Problem to work on:
Once you find the line with "record.updated_at = event.timestamp;", copy it and every line after it through the end of the entries below, exactly as written.

Source material:
'''

#[cfg(test)]
mod tests {
    use super::*;
    use shared::order::{Destination, EventPayload, OrderEventType, PaymentMethod};
    use shared::Role;

    fn create_test_event(order_id: &str, sequence: u64) -> OrderEvent {
        OrderEvent::new(
            sequence,
            order_id.to_string(),
            "op-1".to_string(),
            "Test Operator".to_string(),
            Role::Counter,
            uuid::Uuid::new_v4().to_string(),
            Some(1234567890),
            OrderEventType::OrderAccepted,
            EventPayload::OrderAccepted {},
        )
    }

    fn create_test_record(order_id: &str, table_id: Option<&str>) -> OrderRecord {
        let mut record = OrderRecord::new(order_id.to_string());
        record.destination = match table_id {
            Some(tid) => Destination::DineIn {
                table_id: tid.to_string(),
                table_label: format!("Table {tid}"),
            },
            None => Destination::Pickup,
        };
        record
    }

    #[test]
    fn test_order_number_allocation() {
        let storage = OrderStorage::open_in_memory().unwrap();

        let txn = storage.begin_write().unwrap();
        assert_eq!(storage.next_order_number(&txn).unwrap(), 1);
        assert_eq!(storage.next_order_number(&txn).unwrap(), 2);
        txn.commit().unwrap();

        let txn = storage.begin_write().unwrap();
        assert_eq!(storage.next_order_number(&txn).unwrap(), 3);
        txn.commit().unwrap();
    }

    #[test]
    fn test_order_number_not_burned_on_abort() {
        let storage = OrderStorage::open_in_memory().unwrap();

        let txn = storage.begin_write().unwrap();
        assert_eq!(storage.next_order_number(&txn).unwrap(), 1);
        txn.abort().unwrap();

        let txn = storage.begin_write().unwrap();
        assert_eq!(storage.next_order_number(&txn).unwrap(), 1);
        txn.commit().unwrap();
    }

    #[test]
    fn test_command_idempotency() {
        let storage = OrderStorage::open_in_memory().unwrap();
        let command_id = "cmd-123";

        assert!(!storage.is_command_processed(command_id).unwrap());

        let txn = storage.begin_write().unwrap();
        storage.mark_command_processed(&txn, command_id).unwrap();
        txn.commit().unwrap();

        assert!(storage.is_command_processed(command_id).unwrap());
    }

    #[test]
    fn test_event_storage_ordering() {
        let storage = OrderStorage::open_in_memory().unwrap();
        let order_id = "order-1";

        let txn = storage.begin_write().unwrap();
        storage.store_event(&txn, &create_test_event(order_id, 2)).unwrap();
        storage.store_event(&txn, &create_test_event(order_id, 1)).unwrap();
        storage.store_event(&txn, &create_test_event("order-2", 3)).unwrap();
        txn.commit().unwrap();

        let events = storage.get_events_for_order(order_id).unwrap();
        assert_eq!(events.len(), 2);
        assert_eq!(events[0].sequence, 1);
        assert_eq!(events[1].sequence, 2);

        let since = storage.get_events_since(1).unwrap();
        assert_eq!(since.len(), 2);
        assert!(since.iter().all(|e| e.sequence > 1));
    }

    #[test]
    fn test_record_roundtrip() {
        let storage = OrderStorage::open_in_memory().unwrap();
        let record = create_test_record("order-1", Some("T5"));

        let txn = storage.begin_write().unwrap();
        storage.store_record(&txn, &record).unwrap();
        txn.commit().unwrap();

        let loaded = storage.get_record("order-1").unwrap().unwrap();
        assert_eq!(loaded.order_id, "order-1");
        assert_eq!(loaded.destination.table_id(), Some("T5"));
        assert!(storage.get_record("missing").unwrap().is_none());
    }

    #[test]
    fn test_active_order_index() {
        let storage = OrderStorage::open_in_memory().unwrap();
        let order_id = "order-1";

        assert!(!storage.is_order_active(order_id).unwrap());

        let txn = storage.begin_write().unwrap();
        storage.mark_order_active(&txn, order_id).unwrap();
        txn.commit().unwrap();
        assert!(storage.is_order_active(order_id).unwrap());

        let txn = storage.begin_write().unwrap();
        storage.mark_order_inactive(&txn, order_id).unwrap();
        txn.commit().unwrap();
        assert!(!storage.is_order_active(order_id).unwrap());
    }

    #[test]
    fn test_table_occupancy_is_derived() {
        let storage = OrderStorage::open_in_memory().unwrap();

        let txn = storage.begin_write().unwrap();
        storage
            .store_record(&txn, &create_test_record("order-1", Some("T5")))
            .unwrap();
        storage.mark_order_active(&txn, "order-1").unwrap();
        txn.commit().unwrap();

        assert_eq!(
            storage.active_order_for_table("T5").unwrap(),
            Some("order-1".to_string())
        );
        assert!(storage.active_order_for_table("T9").unwrap().is_none());

        // Excluding the only referencing order means the table is free
        let txn = storage.begin_write().unwrap();
        assert!(storage
            .active_order_for_table_txn(&txn, "T5", "order-1")
            .unwrap()
            .is_none());
        txn.abort().unwrap();
    }

    #[test]
    fn test_open_shift_lookup() {
        let storage = OrderStorage::open_in_memory().unwrap();

        let mut shift = CashierShift {
            shift_id: "shift-1".to_string(),
            operator_id: "op-1".to_string(),
            operator_name: "Ana".to_string(),
            status: ShiftStatus::Open,
            opening_float: 50.0,
            opened_at: 1000,
            closed_at: None,
        };

        let txn = storage.begin_write().unwrap();
        storage.store_shift(&txn, &shift).unwrap();
        txn.commit().unwrap();

        let txn = storage.begin_write().unwrap();
        assert!(storage
            .open_shift_for_operator_txn(&txn, "op-1")
            .unwrap()
            .is_some());
        assert!(storage
            .open_shift_for_operator_txn(&txn, "op-2")
            .unwrap()
            .is_none());
        txn.abort().unwrap();

        shift.status = ShiftStatus::Closed;
        shift.closed_at = Some(2000);
        let txn = storage.begin_write().unwrap();
        storage.store_shift(&txn, &shift).unwrap();
        txn.commit().unwrap();

        let txn = storage.begin_write().unwrap();
        assert!(storage
            .open_shift_for_operator_txn(&txn, "op-1")
            .unwrap()
            .is_none());
        txn.abort().unwrap();
    }

    #[test]
    fn test_payments_by_shift() {
        let storage = OrderStorage::open_in_memory().unwrap();

        let txn = storage.begin_write().unwrap();
        for (i, (shift, amount)) in [("shift-1", 25.0), ("shift-1", 10.0), ("shift-2", 99.0)]
            .iter()
            .enumerate()
        {
            let payment = Payment {
                payment_id: format!("pay-{i}"),
                order_id: format!("order-{i}"),
                shift_id: shift.to_string(),
                method: PaymentMethod::Cash,
                amount: *amount,
                change: 0.0,
                recorded_at: i as i64,
            };
            storage.store_payment(&txn, &payment).unwrap();
        }
        txn.commit().unwrap();

        let payments = storage.get_payments_for_shift("shift-1").unwrap();
        assert_eq!(payments.len(), 2);
        assert_eq!(payments.iter().map(|p| p.amount).sum::<f64>(), 35.0);
    }

    #[test]
    fn test_earning_rows_keyed_by_order() {
        let storage = OrderStorage::open_in_memory().unwrap();

        let entry = EarningEntry {
            order_id: "order-1".to_string(),
            courier_id: "courier-1".to_string(),
            amount: 25.0,
            delivered_at: 1000,
            settled: false,
        };

        let txn = storage.begin_write().unwrap();
        storage.store_earning(&txn, &entry).unwrap();
        // Overwrite, not duplicate
        storage.store_earning(&txn, &entry).unwrap();
        txn.commit().unwrap();

        let entries = storage.get_earnings_for_courier("courier-1").unwrap();
        assert_eq!(entries.len(), 1);
        assert_eq!(entries[0].amount, 25.0);
        assert!(storage.get_earning("order-1").unwrap().is_some());
    }
}
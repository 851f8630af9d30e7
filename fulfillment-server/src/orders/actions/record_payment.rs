//! RecordPayment command handler: cashier settlement.
//!
//! Emits `PaymentRecorded` and, for dine-in and pickup orders, a
//! `OrderDelivered` in the same batch: handing goods over at the counter
//! and settling are one act. Delivery orders stay `Ready` until the
//! courier proves handoff via the delivery code.
//!
//! Cash semantics: the input amount is the tendered cash; the ledger row
//! stores the settled order total plus the change returned. Every other
//! method must match the total exactly.

use async_trait::async_trait;
use uuid::Uuid;

use crate::orders::money;
use crate::orders::state::{self, Transition};
use crate::orders::traits::{CommandContext, CommandHandler, CommandMetadata, OrderError};
use shared::order::{
    EventPayload, OrderEvent, OrderEventType, OrderKind, PaymentInput, PaymentMethod,
};

/// RecordPayment action
#[derive(Debug, Clone)]
pub struct RecordPaymentAction {
    pub order_id: String,
    pub shift_id: String,
    pub payment: PaymentInput,
}

#[async_trait]
impl CommandHandler for RecordPaymentAction {
    async fn execute(
        &self,
        ctx: &mut CommandContext<'_>,
        metadata: &CommandMetadata,
    ) -> Result<Vec<OrderEvent>, OrderError> {
        money::validate_payment(&self.payment)?;

        let record = ctx.load_record(&self.order_id)?;

        // Settled is checked before the state machine so a retried payment
        // command reports PaymentSettled even after the order moved on.
        if record.is_paid() {
            return Err(OrderError::PaymentSettled(self.order_id.clone()));
        }
        state::ensure(Transition::Settle, &record, metadata.role)?;

        let shift = ctx.shift(&self.shift_id)?;
        if !shift.is_open() {
            return Err(OrderError::ShiftClosed(self.shift_id.clone()));
        }

        if record.total <= 0.0 {
            return Err(OrderError::InvalidAmount(format!(
                "order total must be positive, got {}",
                record.total
            )));
        }

        let change = match self.payment.method {
            PaymentMethod::Cash => {
                if !money::covers_total(self.payment.amount, record.total) {
                    return Err(OrderError::PaymentMismatch(format!(
                        "tendered {} does not cover total {}",
                        self.payment.amount, record.total
                    )));
                }
                money::change_due(self.payment.amount, record.total)
            }
            _ => {
                if !money::amounts_match(self.payment.amount, record.total) {
                    return Err(OrderError::PaymentMismatch(format!(
                        "amount {} does not match total {}",
                        self.payment.amount, record.total
                    )));
                }
                0.0
            }
        };

        let mut events = Vec::with_capacity(2);
        let seq = ctx.next_sequence();
        events.push(OrderEvent::new(
            seq,
            self.order_id.clone(),
            metadata.actor_id.clone(),
            metadata.actor_name.clone(),
            metadata.role,
            metadata.command_id.clone(),
            Some(metadata.timestamp),
            OrderEventType::PaymentRecorded,
            EventPayload::PaymentRecorded {
                payment_id: Uuid::new_v4().to_string(),
                shift_id: self.shift_id.clone(),
                method: self.payment.method,
                amount: record.total,
                change,
            },
        ));

        // Counter handoff completes non-delivery orders in the same batch.
        if record.kind() != OrderKind::Delivery {
            let table_released = match record.destination.table_id() {
                Some(table_id) => !ctx.table_still_referenced(table_id, &self.order_id)?,
                None => false,
            };
            let seq = ctx.next_sequence();
            events.push(OrderEvent::new(
                seq,
                self.order_id.clone(),
                metadata.actor_id.clone(),
                metadata.actor_name.clone(),
                metadata.role,
                metadata.command_id.clone(),
                Some(metadata.timestamp),
                OrderEventType::OrderDelivered,
                EventPayload::OrderDelivered {
                    table_released,
                    courier_id: None,
                },
            ));
        }

        Ok(events)
    }
}
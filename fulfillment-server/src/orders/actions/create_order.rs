//! CreateOrder command handler
//!
//! Creates an order in `Pending` with snapshotted items, a venue-wide
//! order number, and a freshly generated delivery code.

use async_trait::async_trait;

use crate::orders::money;
use crate::orders::traits::{CommandContext, CommandHandler, CommandMetadata, OrderError};
use shared::actor::Role;
use shared::order::{
    CustomerInfo, Destination, EventPayload, OrderEvent, OrderEventType, OrderItemInput,
};

/// CreateOrder action
#[derive(Debug, Clone)]
pub struct CreateOrderAction {
    pub destination: Destination,
    pub customer: CustomerInfo,
    pub items: Vec<OrderItemInput>,
}

#[async_trait]
impl CommandHandler for CreateOrderAction {
    async fn execute(
        &self,
        ctx: &mut CommandContext<'_>,
        metadata: &CommandMetadata,
    ) -> Result<Vec<OrderEvent>, OrderError> {
        // 1. Only the counter creates orders
        if metadata.role != Role::Counter {
            return Err(OrderError::Unauthorized {
                role: metadata.role,
                action: "create order",
            });
        }

        // 2. Validate items (at least one, finite positive prices)
        if self.items.is_empty() {
            return Err(OrderError::InvalidAmount(
                "order must contain at least one item".to_string(),
            ));
        }
        for item in &self.items {
            money::validate_item(item)?;
        }

        // 3. Snapshot items and compute totals
        let items = money::snapshot_items(&self.items);
        let subtotal = money::items_subtotal(&items);
        let total = subtotal;

        // 4. Allocate number and sequence inside the transaction, so a
        //    failed create never burns either
        let number = ctx.next_order_number()?;
        let seq = ctx.next_sequence();

        // 5. Generate identity and the proof-of-delivery code. The code
        //    travels to the customer out-of-band (receipt stub), never to
        //    the courier.
        let order_id = uuid::Uuid::new_v4().to_string();
        let delivery_code = shared::util::delivery_code();

        let event = OrderEvent::new(
            seq,
            order_id,
            metadata.actor_id.clone(),
            metadata.actor_name.clone(),
            metadata.role,
            metadata.command_id.clone(),
            Some(metadata.timestamp),
            OrderEventType::OrderCreated,
            EventPayload::OrderCreated {
                number,
                destination: self.destination.clone(),
                customer: self.customer.clone(),
                items,
                subtotal,
                total,
                delivery_code,
            },
        );

        Ok(vec![event])
    }
}

#[cfg(test)]
mod tests {
    use super::*;
    use crate::orders::storage::OrderStorage;

    fn metadata(role: Role) -> CommandMetadata {
        CommandMetadata {
            command_id: "cmd-1".to_string(),
            actor_id: "op-1".to_string(),
            actor_name: "Test Operator".to_string(),
            role,
            timestamp: 1234567890,
        }
    }

    fn item(name: &str, price: f64, qty: i32) -> OrderItemInput {
        OrderItemInput {
            name: name.to_string(),
            unit_price: price,
            quantity: qty,
            note: None,
        }
    }

    fn dine_in(table: &str) -> Destination {
        Destination::DineIn {
            table_id: table.to_string(),
            table_label: table.to_string(),
        }
    }

    #[tokio::test]
    async fn test_create_order_generates_event() {
        let storage = OrderStorage::open_in_memory().unwrap();
        let txn = storage.begin_write().unwrap();
        let mut ctx = CommandContext::new(&txn, &storage, 0);

        let action = CreateOrderAction {
            destination: dine_in("T5"),
            customer: CustomerInfo::default(),
            items: vec![item("X-Burger", 10.0, 2), item("Guarana", 5.0, 1)],
        };

        let events = action.execute(&mut ctx, &metadata(Role::Counter)).await.unwrap();
        assert_eq!(events.len(), 1);

        let event = &events[0];
        assert_eq!(event.event_type, OrderEventType::OrderCreated);
        assert_eq!(event.sequence, 1);

        if let EventPayload::OrderCreated {
            number,
            items,
            subtotal,
            total,
            delivery_code,
            ..
        } = &event.payload
        {
            assert_eq!(*number, 1);
            assert_eq!(items.len(), 2);
            assert_eq!(items[0].line_total, 20.0);
            assert_eq!(*subtotal, 25.0);
            assert_eq!(*total, 25.0);
            assert_eq!(delivery_code.len(), 4);
        } else {
            panic!("Expected OrderCreated payload");
        }
    }

    #[tokio::test]
    async fn test_create_order_by_kitchen_fails() {
        let storage = OrderStorage::open_in_memory().unwrap();
        let txn = storage.begin_write().unwrap();
        let mut ctx = CommandContext::new(&txn, &storage, 0);

        let action = CreateOrderAction {
            destination: Destination::Pickup,
            customer: CustomerInfo::default(),
            items: vec![item("X-Burger", 10.0, 1)],
        };

        let result = action.execute(&mut ctx, &metadata(Role::Kitchen)).await;
        assert!(matches!(result, Err(OrderError::Unauthorized { .. })));
    }

    #[tokio::test]
    async fn test_create_order_with_no_items_fails() {
        let storage = OrderStorage::open_in_memory().unwrap();
        let txn = storage.begin_write().unwrap();
        let mut ctx = CommandContext::new(&txn, &storage, 0);

        let action = CreateOrderAction {
            destination: Destination::Pickup,
            customer: CustomerInfo::default(),
            items: vec![],
        };

        let result = action.execute(&mut ctx, &metadata(Role::Counter)).await;
        assert!(matches!(result, Err(OrderError::InvalidAmount(_))));
    }

    #[tokio::test]
    async fn test_create_order_with_invalid_price_fails() {
        let storage = OrderStorage::open_in_memory().unwrap();
        let txn = storage.begin_write().unwrap();
        let mut ctx = CommandContext::new(&txn, &storage, 0);

        let action = CreateOrderAction {
            destination: Destination::Pickup,
            customer: CustomerInfo::default(),
            items: vec![item("X-Burger", -1.0, 1)],
        };

        let result = action.execute(&mut ctx, &metadata(Role::Counter)).await;
        assert!(matches!(result, Err(OrderError::InvalidAmount(_))));
    }
}
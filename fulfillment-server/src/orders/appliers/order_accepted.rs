//! OrderAccepted event applier.

use crate::orders::traits::EventApplier;
use shared::order::{EventPayload, OrderEvent, OrderRecord, OrderStatus};

pub struct OrderAcceptedApplier;

impl EventApplier for OrderAcceptedApplier {
    fn apply(&self, record: &mut OrderRecord, event: &OrderEvent) {
        if let EventPayload::OrderAccepted {} = &event.payload {
            record.status = OrderStatus::Preparing;
            record.updated_at = event.timestamp;
            record.last_sequence = event.sequence;
        }
    }
}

'''

Solution to this problem:
            record.updated_at = event.timestamp;
            record.last_sequence = event.sequence;
        }
    }
}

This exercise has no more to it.